Sitting on the chair opposite, I watched on as he read with such passion. His mouth moved with each word and this always made me giggle.
Folding the paper down in front of him, he peered over at me and pulled the funniest face. 'And what may I ask, do you find so humorous?'
'I’ve missed you Dad.’
'You look a little peaky Lucy. Is everything Okay?'
'I just had trouble sleeping that’s all.’
He continued on with the funny face thing but the stare went from bad humour to fatherly concern.
'Dad, can I ask you something?'
'Sure you can.'
'Why did you cheat on Mom?'
His eyes widened and I could tell I had taken him by surprise.

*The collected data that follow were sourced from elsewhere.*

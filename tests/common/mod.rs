#![allow(dead_code)]

use rust_decimal::Decimal;
use std::sync::Arc;
use tokio::sync::mpsc;

use workstock::{
    db::{self, DbConfig, DbPool},
    entities::stock_movement::ChangeKind,
    events::EventSender,
    services::{ledger, materials::MaterialInput},
    AppServices,
};

/// Test harness backed by a private in-memory SQLite database.
///
/// The pool is capped at one connection so every service call sees the same
/// database; events are drained by a background task.
pub struct TestApp {
    pub db: Arc<DbPool>,
    pub services: AppServices,
    _event_task: tokio::task::JoinHandle<()>,
}

impl TestApp {
    pub async fn new() -> Self {
        let config = DbConfig {
            url: "sqlite::memory:".to_string(),
            max_connections: 1,
            min_connections: 1,
            ..Default::default()
        };
        let pool = db::establish_connection_with_config(&config)
            .await
            .expect("failed to open in-memory database");
        db::run_migrations(&pool)
            .await
            .expect("failed to run migrations");

        let (tx, mut rx) = mpsc::channel(64);
        let event_task = tokio::spawn(async move { while rx.recv().await.is_some() {} });

        let db = Arc::new(pool);
        let services = AppServices::new(db.clone(), Arc::new(EventSender::new(tx)));

        Self {
            db,
            services,
            _event_task: event_task,
        }
    }

    pub async fn workshop(&self, name: &str) -> i64 {
        self.services
            .workshops
            .create_workshop(name)
            .await
            .expect("failed to create workshop")
            .id
    }

    pub async fn material(&self, name: &str) -> i64 {
        self.services
            .materials
            .create_material(MaterialInput {
                name: name.to_string(),
                manufacturer_name: String::new(),
                order_number: String::new(),
                category_id: None,
                deprecated: false,
            })
            .await
            .expect("failed to create material")
            .id
    }

    /// Seeds stock through the raw ledger append, the way back-filled
    /// balances enter the system.
    pub async fn seed_stock(&self, workshop_id: i64, material_id: i64, quantity: Decimal) {
        ledger::record_movement(
            self.db.as_ref(),
            workshop_id,
            material_id,
            ChangeKind::InboundDelivery,
            quantity,
            "Initial stock",
            None,
        )
        .await
        .expect("failed to seed stock");
    }

    pub async fn stock(&self, material_id: i64, workshop_id: i64) -> Decimal {
        ledger::current_stock(self.db.as_ref(), material_id, workshop_id)
            .await
            .expect("failed to read stock")
    }
}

'Where did that come from? You know we can't discuss that, especially when your Mother could come in any minute.'
'I just want to know why.'
There was no more jocular expressions, instead he dipped his head low, pushing his chair further into the table – at first I thought he was going to blank out the question and continue reading the paper but instead he removed his glasses, adjusting them so they sat on the base of his nose. 'Nothing in this world is perfect. You kids. You watch love movies and think you know it all.’ Pointing at the kitchen door he continued as if Mom were standing there. 'You know that Woman? I loved her the moment I saw her. There was no other woman like her. All the others were so you know giving. But your Mother? Oh No. She had fire.'
YOU ARE READING
New York Girl (formerly known as Maple Street)
RomanceAfter fleeing the church on the morning of her wedding – Lucy Frizzell is desperate to change her altar – dodging ways. So she makes another life -changing decision. Clutching only a passport and a one-way ticket - she hops on a plane and heads for...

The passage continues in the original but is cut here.